Faut pas confondre force de l'ordre avec gardien de la paix,
plus question de vouloir mordre, le fruit défendu par décret.
Car on embauche à tour de bras, aux établissements Poulaga,
faudra pas faire un pet de travers car les fins limiers ont du flair.
Faut réprimer mais pas instruire pour faire marcher à la baguette,
le petit peuple qui peut subir longtemps avant de relever la tête,
pour voir qu'au dessus de lui, on sait être bien plus tolérant,
quand les délits sont pratiqués par des voyous en cols blancs.
La criminalisation, c'est l'arme de la nouvelle bourgeoisie,
pour maintenir la pression, pour que le prolo reste soumis.

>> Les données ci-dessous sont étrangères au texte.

//! 规则目录
//!
//! 内置的地块资格规则随二进制发布，也可以从目录加载额外的规则文件。
//! 规则在加载时即做结构校验，目录中只保存校验通过的规则。

use std::path::Path;

use tracing::{info, instrument, warn};

use crate::compiler::RuleCompiler;
use crate::error::{Result, RuleError};
use crate::models::Rule;

/// 内置规则：（目录名, JSON 定义）
const BUILTIN_RULES: &[(&str, &str)] = &[
    ("adjustedPerimeter", include_str!("../rules/adjusted-perimeter.json")),
    ("area", include_str!("../rules/area.json")),
    ("cultivatedParcel", include_str!("../rules/cultivated-parcel.json")),
    ("hasReintroducedGrazing", include_str!("../rules/has-reintroduced-grazing.json")),
    ("inWaterPollutionZone", include_str!("../rules/in-water-pollution-zone.json")),
    ("noActionsInTimePeriod", include_str!("../rules/no-actions-in-time-period.json")),
    ("notSSSI", include_str!("../rules/not-sssi.json")),
    ("perimeter", include_str!("../rules/perimeter.json")),
    ("pondlessArea", include_str!("../rules/pondless-area.json")),
    ("tolerancePerimeter", include_str!("../rules/tolerance-perimeter.json")),
];

/// 规则目录
#[derive(Debug, Clone, Default)]
pub struct RuleCatalog {
    /// 按加载顺序保存
    rules: Vec<(String, Rule)>,
}

impl RuleCatalog {
    /// 创建空目录
    pub fn new() -> Self {
        Self::default()
    }

    /// 加载全部内置规则
    pub fn builtin() -> Result<Self> {
        let mut catalog = Self::new();
        for (name, json) in BUILTIN_RULES {
            catalog.load_json(name, json)?;
        }
        Ok(catalog)
    }

    pub fn len(&self) -> usize {
        self.rules.len()
    }

    pub fn is_empty(&self) -> bool {
        self.rules.is_empty()
    }

    /// 添加规则，同名规则会被替换
    pub fn insert(&mut self, name: impl Into<String>, rule: Rule) -> Result<()> {
        let name = name.into();
        let rule = RuleCompiler::new().compile(rule)?.rule;

        match self.rules.iter_mut().find(|(n, _)| *n == name) {
            Some(entry) => entry.1 = rule,
            None => self.rules.push((name, rule)),
        }
        Ok(())
    }

    /// 从 JSON 字符串加载规则
    pub fn load_json(&mut self, name: &str, json: &str) -> Result<()> {
        let rule: Rule = serde_json::from_str(json)
            .map_err(|e| RuleError::ParseError(format!("规则 {}: {}", name, e)))?;
        self.insert(name, rule)
    }

    /// 加载目录中的所有 `*.json` 规则文件，文件名（不含扩展名）作为规则名
    #[instrument(skip(self, dir), fields(path = %dir.as_ref().display()))]
    pub fn load_dir(&mut self, dir: impl AsRef<Path>) -> Result<usize> {
        let mut paths: Vec<_> = std::fs::read_dir(dir.as_ref())?
            .filter_map(|entry| entry.ok())
            .map(|entry| entry.path())
            .filter(|path| path.extension().is_some_and(|ext| ext == "json"))
            .collect();
        paths.sort();

        let mut loaded = 0;
        for path in paths {
            let Some(name) = path.file_stem().and_then(|s| s.to_str()) else {
                warn!(path = %path.display(), "跳过无法识别的规则文件名");
                continue;
            };
            let json = std::fs::read_to_string(&path)?;
            self.load_json(name, &json)?;
            loaded += 1;
        }

        info!(loaded, total = self.len(), "规则目录加载完成");
        Ok(loaded)
    }

    /// 获取规则
    pub fn get(&self, name: &str) -> Option<&Rule> {
        self.rules.iter().find(|(n, _)| n == name).map(|(_, r)| r)
    }

    pub fn contains(&self, name: &str) -> bool {
        self.get(name).is_some()
    }

    /// 所有规则名，按加载顺序
    pub fn names(&self) -> Vec<&str> {
        self.rules.iter().map(|(n, _)| n.as_str()).collect()
    }

    /// 按名称选取规则，保持请求的顺序
    pub fn select<S: AsRef<str>>(&self, names: &[S]) -> Result<Vec<Rule>> {
        names
            .iter()
            .map(|name| {
                let name = name.as_ref();
                self.get(name)
                    .cloned()
                    .ok_or_else(|| RuleError::RuleNotFound(name.to_string()))
            })
            .collect()
    }

    /// 所有规则，按加载顺序
    pub fn all(&self) -> Vec<Rule> {
        self.rules.iter().map(|(_, r)| r.clone()).collect()
    }
}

Précariser pour rendre docile c'est accepter l'exploitation,
c'est pas la rue qui gouverne, c'est elle qui sombre dans l'exclusion.
L'avenir appartient aux patrons qui ont des ouvriers qui se lèvent tôt,
Jusqu'à ce qu'une jolie transaction les mettent tous sur le carreau,
Pour une délocalisation juteuse au sein de l'Europe des industries,
Le rêve de Jaurès est devenu une belle hypocrisie.
C'était un rêve, une utopie, dans lequel la société,
Faisait en sorte de rétablir entre les hommes l'égalité.
Le lutte des classes et devenue aujourd'hui une guerilla
Psychologique et sauvage, tombent un à un les petits soldats.